Stored dataset items
☆ ☆ ☆

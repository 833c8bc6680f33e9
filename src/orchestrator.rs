//! The orchestrator façade.
//!
//! Every public cache operation enters here. `get` probes L1, L2, L3 in
//! order with per-call opt-outs and promotes L2 hits into L1; `set` and
//! `delete` fan out to the enabled tiers and notify the coherency manager;
//! batch operations chunk through the same paths. Keys are prefixed on the
//! way out and stripped on the way back, so callers never see namespaced
//! keys.
//!
//! No public method returns an error: tier failures become misses or
//! `false` results with counters incremented. Callers who need to tell
//! "key absent" from "backend down" consult `get_statistics` or
//! `get_health_status`.
//!
//! Lifecycle runs uninitialized -> initializing -> ready -> shutting_down
//! -> stopped. Only `ready` accepts operations. Background workers (L1
//! maintenance, coherency checks, metrics flush, opportunistic warming) are
//! owned here: started by `initialize`, stopped by `shutdown`, and
//! restarted with backoff if a tick panics.

use bytes::Bytes;
use futures_util::future::join_all;
use futures_util::FutureExt;
use parking_lot::Mutex;
use serde::Serialize;
use serde_json::Value;
use std::collections::HashMap;
use std::panic::AssertUnwindSafe;
use std::sync::atomic::{AtomicU8, Ordering};
use std::sync::Arc;
use std::time::{Duration, Instant};
use tokio::sync::broadcast;
use tokio::task::JoinHandle;
use tokio::time::MissedTickBehavior;
use tracing::{debug, error, info, warn};

use crate::config::CacheConfig;
use crate::coherency::CoherencyManager;
use crate::keys::{KeyCodec, KeyPattern};
use crate::l1_cache::{L1Cache, L1Health};
use crate::l2_cache::L2Cache;
use crate::l3_cache::{ContentType, L3Cache};
use crate::stats::{labels, CacheStatistics, ExternalCounters, StatsRecorder, Tier};
use crate::traits::MetricsSink;

const STATE_UNINITIALIZED: u8 = 0;
const STATE_INITIALIZING: u8 = 1;
const STATE_READY: u8 = 2;
const STATE_SHUTTING_DOWN: u8 = 3;
const STATE_STOPPED: u8 = 4;

/// Cadence of the opportunistic warming loop.
const WARMING_PERIOD: Duration = Duration::from_secs(300);

/// Cap on buffered per-operation latencies awaiting a metrics flush.
const PENDING_LATENCY_MAX: usize = 4096;

/// Tier opt-outs for `get`/`mget`. All reads use L1 and L2 by default; the
/// edge tier is opt-in.
#[derive(Debug, Clone, Copy)]
pub struct GetOptions {
    pub use_l1: bool,
    pub use_l2: bool,
    pub use_l3: bool,
}

impl Default for GetOptions {
    fn default() -> Self {
        Self {
            use_l1: true,
            use_l2: true,
            use_l3: false,
        }
    }
}

/// Tier opt-ins for `set`/`mset`.
#[derive(Debug, Clone, Copy)]
pub struct SetOptions {
    pub write_l1: bool,
    pub write_l2: bool,
    pub write_l3: bool,
}

impl Default for SetOptions {
    fn default() -> Self {
        Self {
            write_l1: true,
            write_l2: true,
            write_l3: false,
        }
    }
}

/// Tier opt-ins for `delete`.
#[derive(Debug, Clone, Copy)]
pub struct DeleteOptions {
    pub from_l1: bool,
    pub from_l2: bool,
    pub from_l3: bool,
}

impl Default for DeleteOptions {
    fn default() -> Self {
        Self {
            from_l1: true,
            from_l2: true,
            from_l3: false,
        }
    }
}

☆ ☆ ☆

Transcribe every entry exactly as it reads.

repository 833c8bc6680f33e9
filename src/orchestrator.rs
//! The orchestrator façade.
//!
//! Every public cache operation enters here. `get` probes L1, L2, L3 in
//! order with per-call opt-outs and promotes L2 hits into L1; `set` and
//! `delete` fan out to the enabled tiers and notify the coherency manager;
//! batch operations chunk through the same paths. Keys are prefixed on the
//! way out and stripped on the way back, so callers never see namespaced
//! keys.
//!
//! No public method returns an error: tier failures become misses or
//! `false` results with counters incremented. Callers who need to tell
//! "key absent" from "backend down" consult `get_statistics` or
//! `get_health_status`.
//!
//! Lifecycle runs uninitialized -> initializing -> ready -> shutting_down
//! -> stopped. Only `ready` accepts operations. Background workers (L1
//! maintenance, coherency checks, metrics flush, opportunistic warming) are
//! owned here: started by `initialize`, stopped by `shutdown`, and
//! restarted with backoff if a tick panics.

use bytes::Bytes;
use futures_util::future::join_all;
use futures_util::FutureExt;
use parking_lot::Mutex;
use serde::Serialize;
use serde_json::Value;
use std::collections::HashMap;
use std::panic::AssertUnwindSafe;
use std::sync::atomic::{AtomicU8, Ordering};
use std::sync::Arc;
use std::time::{Duration, Instant};
use tokio::sync::broadcast;
use tokio::task::JoinHandle;
use tokio::time::MissedTickBehavior;
use tracing::{debug, error, info, warn};

use crate::config::CacheConfig;
use crate::coherency::CoherencyManager;
use crate::keys::{KeyCodec, KeyPattern};
use crate::l1_cache::{L1Cache, L1Health};
use crate::l2_cache::L2Cache;
use crate::l3_cache::{ContentType, L3Cache};
use crate::stats::{labels, CacheStatistics, ExternalCounters, StatsRecorder, Tier};
use crate::traits::MetricsSink;

const STATE_UNINITIALIZED: u8 = 0;
const STATE_INITIALIZING: u8 = 1;
const STATE_READY: u8 = 2;
const STATE_SHUTTING_DOWN: u8 = 3;
const STATE_STOPPED: u8 = 4;

/// Cadence of the opportunistic warming loop.
const WARMING_PERIOD: Duration = Duration::from_secs(300);

/// Cap on buffered per-operation latencies awaiting a metrics flush.
const PENDING_LATENCY_MAX: usize = 4096;

/// Tier opt-outs for `get`/`mget`. All reads use L1 and L2 by default; the
/// edge tier is opt-in.
#[derive(Debug, Clone, Copy)]
pub struct GetOptions {
    pub use_l1: bool,
    pub use_l2: bool,
    pub use_l3: bool,
}

impl Default for GetOptions {
    fn default() -> Self {
        Self {
            use_l1: true,
            use_l2: true,
            use_l3: false,
        }
    }
}

/// Tier opt-ins for `set`/`mset`.
#[derive(Debug, Clone, Copy)]
pub struct SetOptions {
    pub write_l1: bool,
    pub write_l2: bool,
    pub write_l3: bool,
}

impl Default for SetOptions {
    fn default() -> Self {
        Self {
            write_l1: true,
            write_l2: true,
            write_l3: false,
        }
    }
}

/// Tier opt-ins for `delete`.
#[derive(Debug, Clone, Copy)]
pub struct DeleteOptions {
    pub from_l1: bool,
    pub from_l2: bool,
    pub from_l3: bool,
}

impl Default for DeleteOptions {
    fn default() -> Self {
        Self {
            from_l1: true,
            from_l2: true,
            from_l3: false,
        }
    }
}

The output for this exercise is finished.